On Mon, 21 Feb 2005 11:41:55 -0500
John Peacock <[EMAIL PROTECTED]> wrote:
> The other thing that could be done is to make the return of temp_file
> be a subclass of IO::File, so a single hash entry could be both the
> filename and the filehandle, but it isn't such a big deal to open the
> file (and there may be plenty of times when you want to hand the
> filename to an external program to fill, rather than using it
> internally).
Just one thought: I'm using the clamav plugin to scan mails, but changed
it to use the faster clamdscan instead of clamscan. That required two
changes:
- put the clamav daemon user in the smtpd group.
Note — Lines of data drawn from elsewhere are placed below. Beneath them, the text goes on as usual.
use thiserror::Error;

#[derive(Clone, Debug, Eq, PartialEq)]
pub enum CliInvocation {
    PrintHelp,
    PrintVersion,
    Monitor {
        session_id: String,
        base_url: Option<String>,
        token: Option<String>,
    },
}

#[derive(Debug, Error)]
pub enum CliParseError {
    #[error("unknown flag: {0}")]
    UnknownFlag(String),

    #[error("missing value for flag: {0}")]
    MissingFlagValue(String),

    #[error("missing session id")]
    MissingSessionId,

    #[error("unexpected argument: {0}")]
    UnexpectedArgument(String),
}

pub fn parse_invocation(args: &[String]) -> Result<CliInvocation, CliParseError> {
    if args.iter().any(|arg| arg == "--help" || arg == "-h") {
        return Ok(CliInvocation::PrintHelp);
    }
    if args.iter().any(|arg| arg == "--version" || arg == "-V") {
        return Ok(CliInvocation::PrintVersion);
    }

    let mut iter = args.iter().skip(1);
    let mut base_url: Option<String> = None;
    let mut token: Option<String> = None;
    let mut session_id: Option<String> = None;

    while let Some(arg) = iter.next() {
        match arg.as_str() {
            "--base-url" => {
                let value = iter
                    .next()
                    .ok_or_else(|| CliParseError::MissingFlagValue(arg.clone()))?;
                base_url = Some(value.clone());
            }
            "--token" => {
                let value = iter
                    .next()
                    .ok_or_else(|| CliParseError::MissingFlagValue(arg.clone()))?;
                token = Some(value.clone());
            }
            value if value.starts_with('-') => {
                return Err(CliParseError::UnknownFlag(value.to_string()));
            }
            value => {
                if session_id.is_some() {
                    return Err(CliParseError::UnexpectedArgument(value.to_string()));
                }
                session_id = Some(value.to_string());
            }
        }
    }

    let session_id = session_id.ok_or(CliParseError::MissingSessionId)?;
    Ok(CliInvocation::Monitor {
        session_id,
        base_url,
        token,
    })
}
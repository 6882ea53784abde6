//! Error types for sheetflow-core

use thiserror::Error;

/// Result type alias using [`Error`]
pub type Result<T> = std::result::Result<T, Error>;

/// Errors that can occur in sheetflow-core
#[derive(Debug, Error)]
pub enum Error {
    /// Invalid cell address format
    #[error("Invalid cell address: {0}")]
    InvalidAddress(String),

    /// Invalid cell range format
    #[error("Invalid cell range: {0}")]
    InvalidRange(String),

    /// Row index out of bounds
    #[error("Row index {0} out of bounds (max: {1})")]
    RowOutOfBounds(u32, u32),

    /// Column index out of bounds
    #[error("Column index {0} out of bounds (max: {1})")]
    ColumnOutOfBounds(u16, u16),

    /// Sheet index out of bounds
    #[error("Sheet index {0} out of bounds (count: {1})")]
    SheetOutOfBounds(usize, usize),

    /// Sheet not found by name
    #[error("Sheet not found: {0}")]
    SheetNotFound(String),

    /// Invalid sheet name
    #[error("Invalid sheet name: {0}")]
    InvalidSheetName(String),

    /// Duplicate sheet name
    #[error("Sheet name already exists: {0}")]
    DuplicateSheetName(String),

    /// Merged cell conflict
    #[error("Cell {0} is part of a merged region")]
    MergedCellConflict(String),

    /// Write refused because the cell is locked by sheet protection.
    /// The cell is left unmodified; this error is never stored as a value.
    #[error("Cell {0} is locked by sheet protection")]
    ProtectedCell(String),

    /// Formula parse error
    #[error("Formula parse error: {0}")]
    FormulaParse(String),

    /// Generic error with message
    #[error("{0}")]
    Other(String),
}

impl Error {
    /// Create a new "other" error with a message
    pub fn other<S: Into<String>>(msg: S) -> Self {
        Error::Other(msg.into())
    }
}
//! Convenient re-exports for typical engine usage
//!
//! ```rust
//! use sheetflow::prelude::*;
//!
//! let mut engine = Engine::new();
//! engine.set_value(0, "A1", 2.0).unwrap();
//! engine.set_formula(0, "B1", "=A1*21").unwrap();
//! assert_eq!(engine.display_value(0, "B1").unwrap(), CellValue::Number(42.0));
//! ```

pub use crate::engine::{Engine, EngineConfig};
pub use crate::events::CellChanged;

pub use sheetflow_core::{
    CellAddress, CellComment, CellError, CellRange, CellValue, ConditionalFormatRule, Error,
    ProtectionRegion, Result, Worksheet,
};

pub use sheetflow_formula::{FormulaValue, Locale};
- add a 'chmod 0640, $filename;' in plugins/virus/clamav before
executing clamdscan.
What would happen if the patch looked like
+ # Make sure the spool dir has appropriate rights
+ if (-e $spool_dir) {
+ my ($mode,$gid) = (stat($spool_dir))[2,5];
+ die "Permissions on spool_dir $spool_dir are not 0750" if $mode &
07027;
+ die "Group of spool_dir $spool_dir is not $)" unless ( $gid ==
$) );
+ }
hmm... $) and $( are both "$qgid $qgid" ... but it works anyway
[...snip...]
+sub temp_dir {
+ my $self = shift;
+ my $dirname = $self->temp_file();
+ -d $dirname or mkdir($dirname, 0750)
+ or die "Could not create temporary directory $dirname: $!";
+ return $dirname;
+}
...and let the admin be responsible for just putting the right
(virus scanner) users into the smtpd group.
Hanno